Mr Moore has sent a fundraising email to supporters asking for contributions to his “election integrity fund’ so he could investigate reports of voter fraud.
“I also wanted to let you know that this battle is NOT OVER!” he wrote.
The former judge was defeated by Democrat Doug Jones by about 20,000 votes earlier this week. It is the first time a Democrat has held the seat since 1992.
Under Alabama law, a recount is only triggered if a winning candidate’s lead is less than 0.5 per cent.
But Mr Moore, whose campaign dogged by allegations of sexual misconduct with teenage girls during the 1970s, is yet to concede the race to fill the seat previously held by US Attorney General Jeff Sessions.
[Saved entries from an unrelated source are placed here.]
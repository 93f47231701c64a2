/// Battle configuration constants and tunable parameters.
#[derive(Clone, Debug, PartialEq, Eq)]
#[cfg_attr(feature = "serde", derive(serde::Serialize, serde::Deserialize))]
pub struct BattleConfig {
    /// Threshold a `1d20 + dexterity` flee roll must meet or exceed.
    pub escape_threshold: i32,

    /// Temporary armor-class bonus granted by the defend stance.
    /// Lasts until the start of the defender's next turn.
    pub defend_bonus: i32,

    /// Damage multiplier applied on a natural-20 attack roll.
    pub crit_multiplier: u32,
}

impl BattleConfig {
    // ===== compile-time constants used as type parameters =====
    /// Maximum number of spells a combatant can know.
    pub const MAX_SPELLS: usize = 8;
    /// Maximum number of item stacks in a combat inventory.
    pub const MAX_ITEM_STACKS: usize = 8;
    /// Maximum combatants per battle (party + enemies).
    pub const MAX_COMBATANTS: usize = 8;

    // ===== runtime-tunable defaults =====
    pub const DEFAULT_ESCAPE_THRESHOLD: i32 = 12;
    pub const DEFAULT_DEFEND_BONUS: i32 = 2;
    pub const DEFAULT_CRIT_MULTIPLIER: u32 = 2;

    /// Number of log entries retained; older entries are dropped.
    pub const LOG_WINDOW: usize = 10;

    pub fn new() -> Self {
        Self {
            escape_threshold: Self::DEFAULT_ESCAPE_THRESHOLD,
            defend_bonus: Self::DEFAULT_DEFEND_BONUS,
            crit_multiplier: Self::DEFAULT_CRIT_MULTIPLIER,
        }
    }
}

impl Default for BattleConfig {
    fn default() -> Self {
        Self::new()
    }
}
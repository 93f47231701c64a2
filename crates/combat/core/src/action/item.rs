//! Consumable item action.

use crate::combat::{damage_amount, heal_amount};
use crate::dice::roll_notation;
use crate::env::{CombatEnv, OracleError};
use crate::state::{BattlePhase, BattleSession, CombatantId, ItemEffect, Side};

use super::{ActionReport, ActionTransition};

/// Use one item from the actor's inventory.
#[derive(Clone, Debug, PartialEq, Eq)]
#[cfg_attr(feature = "serde", derive(serde::Serialize, serde::Deserialize))]
pub struct UseItemAction {
    pub actor: CombatantId,
    pub item_id: String,
}

impl UseItemAction {
    pub fn new(actor: CombatantId, item_id: impl Into<String>) -> Self {
        Self {
            actor,
            item_id: item_id.into(),
        }
    }
}

#[derive(Clone, Debug, PartialEq, Eq, thiserror::Error)]
pub enum ItemError {
    /// Missing stack and empty stack are the same condition: empty stacks
    /// are filtered from the inventory.
    #[error("item '{0}' is not in the inventory")]
    UnknownItem(String),
    #[error("escape items do not work against a boss")]
    EscapeVersusBoss,
    #[error("no valid target for the item")]
    NoTarget,
    #[error(transparent)]
    Oracle(#[from] OracleError),
}

impl ActionTransition for UseItemAction {
    type Error = ItemError;

    fn pre_validate(
        &self,
        session: &BattleSession,
        env: &CombatEnv<'_>,
    ) -> Result<(), Self::Error> {
        env.rng()?;
        let actor = session
            .combatant(self.actor)
            .ok_or_else(|| ItemError::UnknownItem(self.item_id.clone()))?;
        let stack = actor
            .inventory
            .get(&self.item_id)
            .ok_or_else(|| ItemError::UnknownItem(self.item_id.clone()))?;
        if stack.effect == ItemEffect::Escape
            && session.alive(Side::Enemy).any(|enemy| enemy.boss)
        {
            return Err(ItemError::EscapeVersusBoss);
        }
        Ok(())
    }

    fn apply(
        &self,
        session: &mut BattleSession,
        env: &CombatEnv<'_>,
    ) -> Result<ActionReport, Self::Error> {
        self.pre_validate(session, env)?;
        let rng = env.rng()?;
        let roll_seed = session.roll_seed(1);

        let (actor_name, actor_side, item_name, effect, dice) = {
            let actor = session
                .combatant(self.actor)
                .ok_or_else(|| ItemError::UnknownItem(self.item_id.clone()))?;
            let stack = actor
                .inventory
                .get(&self.item_id)
                .ok_or_else(|| ItemError::UnknownItem(self.item_id.clone()))?;
            (
                actor.name.clone(),
                actor.side,
                stack.name.clone(),
                stack.effect,
                stack.dice.clone(),
            )
        };

        let mut report = ActionReport::default();
        match effect {
            ItemEffect::Heal => {
                let amount = heal_amount(roll_notation(&dice, rng, roll_seed), 1);
                let healed = {
                    let actor = session
                        .combatant_mut(self.actor)
                        .ok_or_else(|| ItemError::UnknownItem(self.item_id.clone()))?;
                    let healed = actor.hp.heal(amount);
                    actor.inventory.remove(&self.item_id, 1);
                    healed
                };
                report.log(
                    session,
                    format!("{actor_name} uses a {item_name}, restoring {healed} HP."),
                );
            }
            ItemEffect::Damage => {
                let opposing = match actor_side {
                    Side::Party => Side::Enemy,
                    Side::Enemy => Side::Party,
                };
                let target_id = session
                    .first_alive(opposing)
                    .map(|c| c.id)
                    .ok_or(ItemError::NoTarget)?;
                let amount = damage_amount(roll_notation(&dice, rng, roll_seed));

                session
                    .combatant_mut(self.actor)
                    .ok_or_else(|| ItemError::UnknownItem(self.item_id.clone()))?
                    .inventory
                    .remove(&self.item_id, 1);

                let (target_name, downed) = {
                    let target = session
                        .combatant_mut(target_id)
                        .ok_or(ItemError::NoTarget)?;
                    target.hp.damage(amount);
                    (target.name.clone(), !target.is_alive())
                };
                report.log(
                    session,
                    format!("{actor_name} hurls a {item_name} at {target_name} for {amount} damage!"),
                );
                if downed {
                    report.log(session, format!("{target_name} is defeated!"));
                }
            }
            ItemEffect::Escape => {
                session
                    .combatant_mut(self.actor)
                    .ok_or_else(|| ItemError::UnknownItem(self.item_id.clone()))?
                    .inventory
                    .remove(&self.item_id, 1);
                session.phase = BattlePhase::Escaped;
                report.log(
                    session,
                    format!("{actor_name} uses a {item_name}. The party escapes!"),
                );
            }
        }

        Ok(report)
    }
}
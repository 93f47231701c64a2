//! Battle state: combatant snapshots, inventory, session, and log.

mod combatant;
mod inventory;
mod log;
mod party;
mod session;

pub use combatant::{
    Combatant, CombatantId, HpMeter, Side, Spell, SpellEffect, StatKey, StatModifiers,
};
pub use inventory::{Inventory, ItemEffect, ItemStack};
pub use log::BattleLog;
pub use party::PartyMember;
pub use session::{BattlePhase, BattleSession, DefeatedMonster, TurnState, VictorySummary};
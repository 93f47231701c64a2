//! Spell casting action.

use crate::combat::{damage_amount, heal_amount};
use crate::dice::roll_notation;
use crate::env::{CombatEnv, OracleError};
use crate::state::{BattleSession, CombatantId, Side, Spell, SpellEffect};

use super::{ActionReport, ActionTransition};

/// Cast a known spell. `target` defaults to the first living opponent for
/// damage spells and to the caster for heals.
#[derive(Clone, Debug, PartialEq, Eq)]
#[cfg_attr(feature = "serde", derive(serde::Serialize, serde::Deserialize))]
pub struct CastSpellAction {
    pub actor: CombatantId,
    pub spell_id: String,
    pub target: Option<CombatantId>,
}

impl CastSpellAction {
    pub fn new(actor: CombatantId, spell_id: impl Into<String>) -> Self {
        Self {
            actor,
            spell_id: spell_id.into(),
            target: None,
        }
    }

    pub fn with_target(mut self, target: CombatantId) -> Self {
        self.target = Some(target);
        self
    }

    /// Resolve the spell and the effective target without mutating.
    fn resolve(
        &self,
        session: &BattleSession,
    ) -> Result<(Spell, CombatantId), SpellError> {
        let actor = session
            .combatant(self.actor)
            .ok_or_else(|| SpellError::UnknownSpell(self.spell_id.clone()))?;
        let spell = actor
            .spell(&self.spell_id)
            .ok_or_else(|| SpellError::UnknownSpell(self.spell_id.clone()))?
            .clone();
        if actor.level < spell.min_level {
            return Err(SpellError::LevelTooLow {
                required: spell.min_level,
                level: actor.level,
            });
        }

        let target_id = match spell.effect {
            SpellEffect::Damage => {
                let opposing = match actor.side {
                    Side::Party => Side::Enemy,
                    Side::Enemy => Side::Party,
                };
                let id = self
                    .target
                    .or_else(|| session.first_alive(opposing).map(|c| c.id))
                    .ok_or(SpellError::NoTarget)?;
                let target = session.combatant(id).ok_or(SpellError::InvalidTarget(id))?;
                if !target.is_alive() || target.side == actor.side {
                    return Err(SpellError::InvalidTarget(id));
                }
                id
            }
            SpellEffect::Heal => {
                let id = self.target.unwrap_or(self.actor);
                let target = session.combatant(id).ok_or(SpellError::InvalidTarget(id))?;
                // Healing never targets the enemy side.
                if !target.is_alive() || target.side != actor.side {
                    return Err(SpellError::InvalidTarget(id));
                }
                id
            }
        };

        Ok((spell, target_id))
    }
}

#[derive(Clone, Debug, PartialEq, Eq, thiserror::Error)]
pub enum SpellError {
    #[error("spell '{0}' is not known to the caster")]
    UnknownSpell(String),
    #[error("spell requires level {required}, caster is level {level}")]
    LevelTooLow { required: u32, level: u32 },
    #[error("no valid target for the spell")]
    NoTarget,
    #[error("target {0} is not valid for the spell")]
    InvalidTarget(CombatantId),
    #[error(transparent)]
    Oracle(#[from] OracleError),
}

impl ActionTransition for CastSpellAction {
    type Error = SpellError;

    fn pre_validate(
        &self,
        session: &BattleSession,
        env: &CombatEnv<'_>,
    ) -> Result<(), Self::Error> {
        env.rng()?;
        self.resolve(session).map(|_| ())
    }

    fn apply(
        &self,
        session: &mut BattleSession,
        env: &CombatEnv<'_>,
    ) -> Result<ActionReport, Self::Error> {
        let rng = env.rng()?;
        let (spell, target_id) = self.resolve(session)?;

        let (actor_name, stat_bonus) = {
            let actor = session
                .combatant(self.actor)
                .ok_or_else(|| SpellError::UnknownSpell(self.spell_id.clone()))?;
            let bonus = spell.modifier.map(|key| actor.stats.get(key)).unwrap_or(0);
            (actor.name.clone(), bonus)
        };

        // Context 1 keeps spell dice independent of any to-hit context.
        let roll = roll_notation(&spell.dice, rng, session.roll_seed(1)) + stat_bonus;

        let mut report = ActionReport::default();
        match spell.effect {
            SpellEffect::Damage => {
                let amount = damage_amount(roll);
                let (target_name, downed) = {
                    let target = session
                        .combatant_mut(target_id)
                        .ok_or(SpellError::InvalidTarget(target_id))?;
                    target.hp.damage(amount);
                    (target.name.clone(), !target.is_alive())
                };
                report.log(
                    session,
                    format!(
                        "{actor_name} casts {} at {target_name} for {amount} damage!",
                        spell.name
                    ),
                );
                if downed {
                    report.log(session, format!("{target_name} is defeated!"));
                }
            }
            SpellEffect::Heal => {
                let amount = heal_amount(roll, 0);
                let (target_name, healed) = {
                    let target = session
                        .combatant_mut(target_id)
                        .ok_or(SpellError::InvalidTarget(target_id))?;
                    (target.name.clone(), target.hp.heal(amount))
                };
                if target_id == self.actor {
                    report.log(
                        session,
                        format!("{actor_name} casts {}, restoring {healed} HP.", spell.name),
                    );
                } else {
                    report.log(
                        session,
                        format!(
                            "{actor_name} casts {} on {target_name}, restoring {healed} HP.",
                            spell.name
                        ),
                    );
                }
            }
        }

        Ok(report)
    }
}

#[cfg(test)]
mod tests {
    use super::*;
    use crate::config::BattleConfig;
    use crate::env::SequenceRng;
    use crate::state::test_support::{enemy, player};

    fn spark() -> Spell {
        Spell {
            id: "spark".into(),
            name: "Spark".into(),
            effect: SpellEffect::Damage,
            dice: "2d4".into(),
            modifier: Some(crate::state::StatKey::Intelligence),
            min_level: 1,
        }
    }

    fn mend() -> Spell {
        Spell {
            id: "mend".into(),
            name: "Mend".into(),
            effect: SpellEffect::Heal,
            dice: "1d8".into(),
            modifier: Some(crate::state::StatKey::Wisdom),
            min_level: 2,
        }
    }

    fn session() -> BattleSession {
        let mut hero = player();
        hero.spells.push(spark());
        hero.spells.push(mend());
        let mut s = BattleSession::new(
            1,
            BattleConfig::default(),
            vec![hero, enemy(1, "Goblin")],
        );
        s.turn.order = vec![CombatantId::PLAYER, CombatantId(1)];
        s
    }

    #[test]
    fn damage_spell_bypasses_to_hit() {
        let mut s = session();
        // 2d4 forced to 3+2 = 5, intelligence modifier 1 -> 6 damage.
        let rng = SequenceRng::from_faces([3, 2]);
        let env = CombatEnv::with_rng(&rng);
        let action = CastSpellAction::new(CombatantId::PLAYER, "spark");

        action.pre_validate(&s, &env).unwrap();
        let report = action.apply(&mut s, &env).unwrap();

        assert_eq!(s.combatant(CombatantId(1)).unwrap().hp.current(), 6);
        assert_eq!(report.lines, vec!["Hero casts Spark at Goblin for 6 damage!"]);
    }

    #[test]
    fn heal_spell_clamps_to_max_and_targets_self() {
        let mut s = session();
        s.combatant_mut(CombatantId::PLAYER).unwrap().hp.damage(3);
        s.combatant_mut(CombatantId::PLAYER).unwrap().level = 2;
        let rng = SequenceRng::from_faces([8]);
        let env = CombatEnv::with_rng(&rng);

        let report = CastSpellAction::new(CombatantId::PLAYER, "mend")
            .apply(&mut s, &env)
            .unwrap();

        let hero = s.combatant(CombatantId::PLAYER).unwrap();
        assert_eq!(hero.hp.current(), hero.hp.max());
        assert_eq!(report.lines, vec!["Hero casts Mend, restoring 3 HP."]);
        // The enemy was never touched.
        let goblin = s.combatant(CombatantId(1)).unwrap();
        assert_eq!(goblin.hp.current(), goblin.hp.max());
    }

    #[test]
    fn unknown_spell_is_rejected() {
        let s = session();
        let rng = SequenceRng::from_faces([]);
        let env = CombatEnv::with_rng(&rng);
        let err = CastSpellAction::new(CombatantId::PLAYER, "meteor")
            .pre_validate(&s, &env)
            .unwrap_err();
        assert!(matches!(err, SpellError::UnknownSpell(_)));
    }

    #[test]
    fn level_requirement_is_enforced() {
        let s = session(); // hero is level 1, mend needs 2
        let rng = SequenceRng::from_faces([]);
        let env = CombatEnv::with_rng(&rng);
        let err = CastSpellAction::new(CombatantId::PLAYER, "mend")
            .pre_validate(&s, &env)
            .unwrap_err();
        assert_eq!(
            err,
            SpellError::LevelTooLow {
                required: 2,
                level: 1
            }
        );
    }
}
//! Traits describing read-only rule and content data.
//!
//! Oracles expose monster templates, the spellbook, the level table, and the
//! random source. The [`CombatEnv`] aggregate bundles them so the engine can
//! reach everything it needs without hard coupling to concrete
//! implementations; each accessor reports a missing oracle as an
//! [`OracleError`] instead of panicking.

mod monsters;
mod rng;
mod tables;

pub use monsters::{MonsterOracle, MonsterTemplate, MonsterTemplateBuilder};
pub use rng::{PcgRng, RngOracle, SequenceRng, compute_seed};
pub use tables::{LevelTableOracle, SpellbookOracle};

/// An oracle the current operation needed was not provided.
#[derive(Clone, Copy, Debug, PartialEq, Eq, thiserror::Error)]
pub enum OracleError {
    #[error("rng oracle not available")]
    RngNotAvailable,
    #[error("monster oracle not available")]
    MonstersNotAvailable,
    #[error("spellbook oracle not available")]
    SpellbookNotAvailable,
    #[error("level table oracle not available")]
    LevelTableNotAvailable,
}

/// Aggregates the read-only oracles required by the action pipeline.
#[derive(Clone, Copy)]
pub struct CombatEnv<'a> {
    rng: Option<&'a dyn RngOracle>,
    monsters: Option<&'a dyn MonsterOracle>,
    spellbook: Option<&'a dyn SpellbookOracle>,
    levels: Option<&'a dyn LevelTableOracle>,
}

impl<'a> CombatEnv<'a> {
    pub fn new(
        rng: Option<&'a dyn RngOracle>,
        monsters: Option<&'a dyn MonsterOracle>,
        spellbook: Option<&'a dyn SpellbookOracle>,
        levels: Option<&'a dyn LevelTableOracle>,
    ) -> Self {
        Self {
            rng,
            monsters,
            spellbook,
            levels,
        }
    }

    pub fn with_all(
        rng: &'a dyn RngOracle,
        monsters: &'a dyn MonsterOracle,
        spellbook: &'a dyn SpellbookOracle,
        levels: &'a dyn LevelTableOracle,
    ) -> Self {
        Self::new(Some(rng), Some(monsters), Some(spellbook), Some(levels))
    }

    /// Environment with only a random source; enough for action resolution.
    pub fn with_rng(rng: &'a dyn RngOracle) -> Self {
        Self::new(Some(rng), None, None, None)
    }

    pub fn empty() -> Self {
        Self::new(None, None, None, None)
    }

    pub fn rng(&self) -> Result<&'a dyn RngOracle, OracleError> {
        self.rng.ok_or(OracleError::RngNotAvailable)
    }

    pub fn monsters(&self) -> Result<&'a dyn MonsterOracle, OracleError> {
        self.monsters.ok_or(OracleError::MonstersNotAvailable)
    }

    pub fn spellbook(&self) -> Result<&'a dyn SpellbookOracle, OracleError> {
        self.spellbook.ok_or(OracleError::SpellbookNotAvailable)
    }

    pub fn levels(&self) -> Result<&'a dyn LevelTableOracle, OracleError> {
        self.levels.ok_or(OracleError::LevelTableNotAvailable)
    }
}

impl core::fmt::Debug for CombatEnv<'_> {
    fn fmt(&self, f: &mut core::fmt::Formatter<'_>) -> core::fmt::Result {
        f.debug_struct("CombatEnv")
            .field("rng", &self.rng.is_some())
            .field("monsters", &self.monsters.is_some())
            .field("spellbook", &self.spellbook.is_some())
            .field("levels", &self.levels.is_some())
            .finish()
    }
}
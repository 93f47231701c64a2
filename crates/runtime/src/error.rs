//! Unified error types surfaced by the runtime API.
//!
//! Wraps failures from worker coordination and the combat engine so clients
//! can bubble them up with consistent context.

use thiserror::Error;
use tokio::sync::oneshot;

use combat_core::ExecuteError;

pub type Result<T> = std::result::Result<T, RuntimeError>;

#[derive(Debug, Error)]
pub enum RuntimeError {
    #[error("battle worker command channel closed")]
    CommandChannelClosed,

    #[error("battle worker reply channel closed")]
    ReplyChannelClosed(#[source] oneshot::error::RecvError),

    #[error("battle worker join failed")]
    WorkerJoin(#[source] tokio::task::JoinError),

    #[error("encounter has no enemies")]
    EmptyEncounter,

    #[error("runtime requires a party member before building")]
    MissingParty,

    #[error("unknown species '{species}' in biome '{biome}'")]
    UnknownSpecies { species: String, biome: String },

    #[error(transparent)]
    Execute(#[from] ExecuteError),
}
//! Action transition dispatch.

use crate::action::{Action, ActionReport, ActionTransition};
use crate::env::CombatEnv;
use crate::state::BattleSession;

use super::errors::{ExecuteError, TransitionPhase, TransitionPhaseError};

/// Executes a transition through the two-phase pipeline.
///
/// Phases:
/// 1. `pre_validate` - check preconditions before any mutation
/// 2. `apply` - mutate the session and append log lines atomically
#[inline]
fn drive_transition<T>(
    transition: &T,
    session: &mut BattleSession,
    env: &CombatEnv<'_>,
) -> Result<ActionReport, TransitionPhaseError<T::Error>>
where
    T: ActionTransition,
{
    transition
        .pre_validate(session, env)
        .map_err(|error| TransitionPhaseError::new(TransitionPhase::PreValidate, error))?;

    transition
        .apply(session, env)
        .map_err(|error| TransitionPhaseError::new(TransitionPhase::Apply, error))
}

/// Routes an action to its transition. Used by `BattleEngine::execute` after
/// phase and actor validation.
pub(super) fn execute_transition(
    action: &Action,
    session: &mut BattleSession,
    env: &CombatEnv<'_>,
) -> Result<ActionReport, ExecuteError> {
    match action {
        Action::Attack(transition) => {
            drive_transition(transition, session, env).map_err(ExecuteError::Attack)
        }
        Action::CastSpell(transition) => {
            drive_transition(transition, session, env).map_err(ExecuteError::CastSpell)
        }
        Action::UseItem(transition) => {
            drive_transition(transition, session, env).map_err(ExecuteError::UseItem)
        }
        Action::Defend(transition) => {
            drive_transition(transition, session, env).map_err(|e| match e.error {})
        }
        Action::Flee(transition) => {
            drive_transition(transition, session, env).map_err(ExecuteError::Flee)
        }
    }
}
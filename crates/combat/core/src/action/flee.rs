//! Flee action.

use crate::env::{CombatEnv, OracleError};
use crate::state::{BattlePhase, BattleSession, CombatantId, Side, StatKey};

use super::{ActionReport, ActionTransition};

/// Attempt to run from the battle: `1d20 + dexterity` against the escape
/// threshold. Failure consumes the turn.
#[derive(Clone, Debug, PartialEq, Eq)]
#[cfg_attr(feature = "serde", derive(serde::Serialize, serde::Deserialize))]
pub struct FleeAction {
    pub actor: CombatantId,
}

impl FleeAction {
    pub fn new(actor: CombatantId) -> Self {
        Self { actor }
    }
}

#[derive(Clone, Debug, PartialEq, Eq, thiserror::Error)]
pub enum FleeError {
    #[error("cannot flee from a boss")]
    IllegalEscape,
    #[error("actor {0} is not in the battle")]
    UnknownActor(CombatantId),
    #[error(transparent)]
    Oracle(#[from] OracleError),
}

impl ActionTransition for FleeAction {
    type Error = FleeError;

    fn pre_validate(
        &self,
        session: &BattleSession,
        env: &CombatEnv<'_>,
    ) -> Result<(), Self::Error> {
        env.rng()?;
        session
            .combatant(self.actor)
            .ok_or(FleeError::UnknownActor(self.actor))?;
        if session.alive(Side::Enemy).any(|enemy| enemy.boss) {
            return Err(FleeError::IllegalEscape);
        }
        Ok(())
    }

    fn apply(
        &self,
        session: &mut BattleSession,
        env: &CombatEnv<'_>,
    ) -> Result<ActionReport, Self::Error> {
        self.pre_validate(session, env)?;
        let rng = env.rng()?;

        let (name, dexterity) = {
            let actor = session
                .combatant(self.actor)
                .ok_or(FleeError::UnknownActor(self.actor))?;
            (actor.name.clone(), actor.stats.get(StatKey::Dexterity))
        };

        let roll = rng.roll_die(session.roll_seed(0), 20) as i32 + dexterity;
        let mut report = ActionReport::default();
        if roll >= session.config.escape_threshold {
            session.phase = BattlePhase::Escaped;
            report.log(session, format!("{name} flees the battle!"));
        } else {
            report.log(session, format!("{name} tries to flee but can't get away!"));
        }
        Ok(report)
    }
}

#[cfg(test)]
mod tests {
    use super::*;
    use crate::config::BattleConfig;
    use crate::env::SequenceRng;
    use crate::state::test_support::{enemy, player};

    fn session() -> BattleSession {
        let mut s = BattleSession::new(
            1,
            BattleConfig::default(),
            vec![player(), enemy(1, "Goblin")],
        );
        s.phase = BattlePhase::AwaitingPlayerAction;
        s.turn.order = vec![CombatantId::PLAYER, CombatantId(1)];
        s
    }

    #[test]
    fn failed_flee_consumes_turn_without_mutation() {
        let mut s = session();
        // d20=10, dexterity 1 -> 11 < threshold 12.
        let rng = SequenceRng::from_faces([10]);
        let env = CombatEnv::with_rng(&rng);

        let report = FleeAction::new(CombatantId::PLAYER)
            .apply(&mut s, &env)
            .unwrap();

        assert_eq!(s.phase, BattlePhase::AwaitingPlayerAction);
        let hero = s.combatant(CombatantId::PLAYER).unwrap();
        assert_eq!(hero.hp.current(), hero.hp.max());
        assert!(report.lines[0].contains("can't get away"));
    }

    #[test]
    fn successful_flee_escapes() {
        let mut s = session();
        // d20=11, dexterity 1 -> 12 meets the threshold.
        let rng = SequenceRng::from_faces([11]);
        let env = CombatEnv::with_rng(&rng);

        FleeAction::new(CombatantId::PLAYER)
            .apply(&mut s, &env)
            .unwrap();
        assert_eq!(s.phase, BattlePhase::Escaped);
    }

    #[test]
    fn boss_fight_rejects_flee_without_mutation() {
        let mut s = session();
        s.combatant_mut(CombatantId(1)).unwrap().boss = true;
        let rng = SequenceRng::from_faces([20]);
        let env = CombatEnv::with_rng(&rng);

        let err = FleeAction::new(CombatantId::PLAYER)
            .apply(&mut s, &env)
            .unwrap_err();
        assert_eq!(err, FleeError::IllegalEscape);
        assert_eq!(s.phase, BattlePhase::AwaitingPlayerAction);
        assert!(s.log.is_empty());
        // The d20 was never rolled.
        assert_eq!(rng.remaining(), 1);
    }
}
He told supporters the vote was “close” and some military and provisional ballots were not expected to be counted until next week.
Mr Moore said his campaign was collecting “numerous reported cases of voter fraud” to send to the secretary of state’s office.
Secretary of State John Merrill has nonetheless said it is unlikely last-minute ballots will change the outcome of the election or even trigger a recount.
He added his office had investigated claims of voting irregularities but “had not discovered any that have been proven factual in nature.”
Mr Trump, who had endorsed the Republican candidate, called Mr Jones to congratulate him on his victory and said on Friday said that he believed Mr Moore should concede.
The Alabama Republican Party has also urged its supporters to accept the result, which has seen the state elect its first Democratic senator since 1992.
The final results of the race are expected to be certified between December 26 and January 3 after counties report official totals.